**Task to carry out**: Repeat exactly, please, the opening lines of the data below, through and including the line where "clients during initialization." sits.

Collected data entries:
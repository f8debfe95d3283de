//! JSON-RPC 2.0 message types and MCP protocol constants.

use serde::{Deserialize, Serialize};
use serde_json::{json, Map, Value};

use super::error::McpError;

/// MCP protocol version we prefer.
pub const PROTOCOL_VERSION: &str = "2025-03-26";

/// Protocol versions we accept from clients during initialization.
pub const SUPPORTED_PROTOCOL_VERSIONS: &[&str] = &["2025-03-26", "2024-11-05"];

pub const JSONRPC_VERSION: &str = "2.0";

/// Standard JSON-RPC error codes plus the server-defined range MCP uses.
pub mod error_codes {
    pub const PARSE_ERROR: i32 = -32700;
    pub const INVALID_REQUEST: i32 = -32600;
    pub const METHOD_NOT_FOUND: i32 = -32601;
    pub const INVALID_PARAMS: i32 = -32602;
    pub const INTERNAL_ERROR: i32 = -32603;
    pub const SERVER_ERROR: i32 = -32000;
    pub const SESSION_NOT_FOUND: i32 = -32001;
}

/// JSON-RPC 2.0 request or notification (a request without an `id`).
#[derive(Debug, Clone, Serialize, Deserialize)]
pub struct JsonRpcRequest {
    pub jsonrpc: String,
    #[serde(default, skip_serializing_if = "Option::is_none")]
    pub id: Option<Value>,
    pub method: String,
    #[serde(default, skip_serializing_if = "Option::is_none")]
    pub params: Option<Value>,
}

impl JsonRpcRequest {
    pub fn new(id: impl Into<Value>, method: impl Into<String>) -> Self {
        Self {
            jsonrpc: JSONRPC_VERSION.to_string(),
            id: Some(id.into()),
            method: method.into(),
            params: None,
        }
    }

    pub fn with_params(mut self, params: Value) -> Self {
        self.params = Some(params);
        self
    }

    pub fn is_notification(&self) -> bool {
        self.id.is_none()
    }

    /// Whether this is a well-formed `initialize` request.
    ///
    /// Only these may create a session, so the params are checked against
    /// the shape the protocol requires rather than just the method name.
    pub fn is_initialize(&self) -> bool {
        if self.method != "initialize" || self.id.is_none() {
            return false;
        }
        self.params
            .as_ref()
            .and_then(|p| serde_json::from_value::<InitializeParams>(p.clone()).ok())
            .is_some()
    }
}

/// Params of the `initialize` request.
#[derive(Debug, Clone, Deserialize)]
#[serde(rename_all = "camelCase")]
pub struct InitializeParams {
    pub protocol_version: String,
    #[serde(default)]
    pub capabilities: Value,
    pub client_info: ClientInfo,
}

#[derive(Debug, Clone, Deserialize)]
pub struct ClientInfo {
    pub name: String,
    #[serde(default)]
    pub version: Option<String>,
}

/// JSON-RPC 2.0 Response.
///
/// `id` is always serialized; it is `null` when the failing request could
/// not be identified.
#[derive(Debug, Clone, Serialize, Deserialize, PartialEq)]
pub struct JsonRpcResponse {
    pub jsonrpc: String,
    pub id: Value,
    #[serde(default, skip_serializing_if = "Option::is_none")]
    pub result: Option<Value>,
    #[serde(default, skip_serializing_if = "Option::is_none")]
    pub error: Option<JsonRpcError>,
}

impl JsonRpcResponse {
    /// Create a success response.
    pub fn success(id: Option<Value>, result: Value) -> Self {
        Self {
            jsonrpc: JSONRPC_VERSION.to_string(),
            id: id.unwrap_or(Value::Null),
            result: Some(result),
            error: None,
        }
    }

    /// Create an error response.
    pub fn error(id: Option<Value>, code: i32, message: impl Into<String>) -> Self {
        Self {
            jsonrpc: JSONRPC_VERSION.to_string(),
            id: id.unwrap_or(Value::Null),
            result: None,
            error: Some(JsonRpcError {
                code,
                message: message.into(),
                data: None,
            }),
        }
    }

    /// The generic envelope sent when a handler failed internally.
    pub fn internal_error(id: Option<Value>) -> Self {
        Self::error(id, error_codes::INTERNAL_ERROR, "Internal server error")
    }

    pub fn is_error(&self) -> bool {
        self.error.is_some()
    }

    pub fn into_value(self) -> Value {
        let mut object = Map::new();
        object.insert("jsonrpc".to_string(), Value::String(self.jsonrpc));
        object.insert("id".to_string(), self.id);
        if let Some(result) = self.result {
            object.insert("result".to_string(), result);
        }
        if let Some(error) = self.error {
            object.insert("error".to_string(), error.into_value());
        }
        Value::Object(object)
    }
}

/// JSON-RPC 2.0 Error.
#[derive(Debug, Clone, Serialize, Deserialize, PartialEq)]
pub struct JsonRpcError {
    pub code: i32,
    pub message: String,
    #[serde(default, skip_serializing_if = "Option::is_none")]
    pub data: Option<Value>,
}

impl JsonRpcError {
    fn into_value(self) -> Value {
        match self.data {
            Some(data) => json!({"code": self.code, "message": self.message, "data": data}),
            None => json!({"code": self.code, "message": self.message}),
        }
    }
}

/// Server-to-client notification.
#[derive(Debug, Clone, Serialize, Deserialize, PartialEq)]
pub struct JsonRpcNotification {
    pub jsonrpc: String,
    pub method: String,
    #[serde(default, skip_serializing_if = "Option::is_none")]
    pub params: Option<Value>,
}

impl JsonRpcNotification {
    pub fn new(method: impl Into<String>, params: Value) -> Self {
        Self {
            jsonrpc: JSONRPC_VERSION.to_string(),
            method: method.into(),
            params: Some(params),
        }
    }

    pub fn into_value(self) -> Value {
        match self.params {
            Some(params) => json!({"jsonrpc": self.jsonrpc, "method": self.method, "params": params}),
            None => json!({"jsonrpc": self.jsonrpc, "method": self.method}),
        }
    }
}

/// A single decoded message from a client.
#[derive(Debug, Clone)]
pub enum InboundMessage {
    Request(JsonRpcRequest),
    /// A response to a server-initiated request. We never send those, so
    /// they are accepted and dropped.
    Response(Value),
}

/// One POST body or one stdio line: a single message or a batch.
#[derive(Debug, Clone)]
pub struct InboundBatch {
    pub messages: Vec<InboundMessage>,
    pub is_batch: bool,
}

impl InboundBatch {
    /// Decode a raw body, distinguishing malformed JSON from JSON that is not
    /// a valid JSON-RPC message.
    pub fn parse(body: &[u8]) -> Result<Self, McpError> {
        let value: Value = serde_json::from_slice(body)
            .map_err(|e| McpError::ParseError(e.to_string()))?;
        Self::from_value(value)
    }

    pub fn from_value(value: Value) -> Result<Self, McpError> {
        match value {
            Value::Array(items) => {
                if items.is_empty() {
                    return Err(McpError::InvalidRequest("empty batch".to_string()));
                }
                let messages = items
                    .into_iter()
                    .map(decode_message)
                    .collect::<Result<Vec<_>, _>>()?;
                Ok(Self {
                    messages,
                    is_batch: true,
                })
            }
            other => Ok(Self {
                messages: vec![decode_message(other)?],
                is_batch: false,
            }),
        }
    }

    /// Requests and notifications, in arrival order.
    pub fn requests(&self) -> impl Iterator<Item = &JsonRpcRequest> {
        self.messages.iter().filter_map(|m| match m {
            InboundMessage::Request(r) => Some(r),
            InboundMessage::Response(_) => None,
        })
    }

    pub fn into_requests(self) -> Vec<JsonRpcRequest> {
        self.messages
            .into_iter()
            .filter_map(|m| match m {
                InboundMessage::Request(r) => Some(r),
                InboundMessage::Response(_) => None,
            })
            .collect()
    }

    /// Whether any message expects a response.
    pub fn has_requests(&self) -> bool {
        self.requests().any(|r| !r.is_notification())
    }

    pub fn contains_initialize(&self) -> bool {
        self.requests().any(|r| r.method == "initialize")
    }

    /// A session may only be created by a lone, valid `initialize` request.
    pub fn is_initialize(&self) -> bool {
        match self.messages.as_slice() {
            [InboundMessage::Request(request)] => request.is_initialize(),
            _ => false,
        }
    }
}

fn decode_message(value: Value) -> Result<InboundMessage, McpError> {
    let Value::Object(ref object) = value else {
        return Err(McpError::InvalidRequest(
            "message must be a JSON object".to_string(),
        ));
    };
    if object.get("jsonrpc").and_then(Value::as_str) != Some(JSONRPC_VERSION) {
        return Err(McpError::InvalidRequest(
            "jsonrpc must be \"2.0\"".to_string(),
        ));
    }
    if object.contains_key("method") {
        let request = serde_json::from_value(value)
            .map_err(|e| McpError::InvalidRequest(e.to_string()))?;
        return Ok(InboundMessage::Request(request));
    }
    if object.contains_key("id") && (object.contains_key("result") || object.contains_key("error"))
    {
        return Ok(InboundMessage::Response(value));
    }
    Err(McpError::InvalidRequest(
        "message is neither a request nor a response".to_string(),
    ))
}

**Solution**:
repository f8debfe95d3283de
//! JSON-RPC 2.0 message types and MCP protocol constants.

use serde::{Deserialize, Serialize};
use serde_json::{json, Map, Value};

use super::error::McpError;

/// MCP protocol version we prefer.
pub const PROTOCOL_VERSION: &str = "2025-03-26";

/// Protocol versions we accept from clients during initialization.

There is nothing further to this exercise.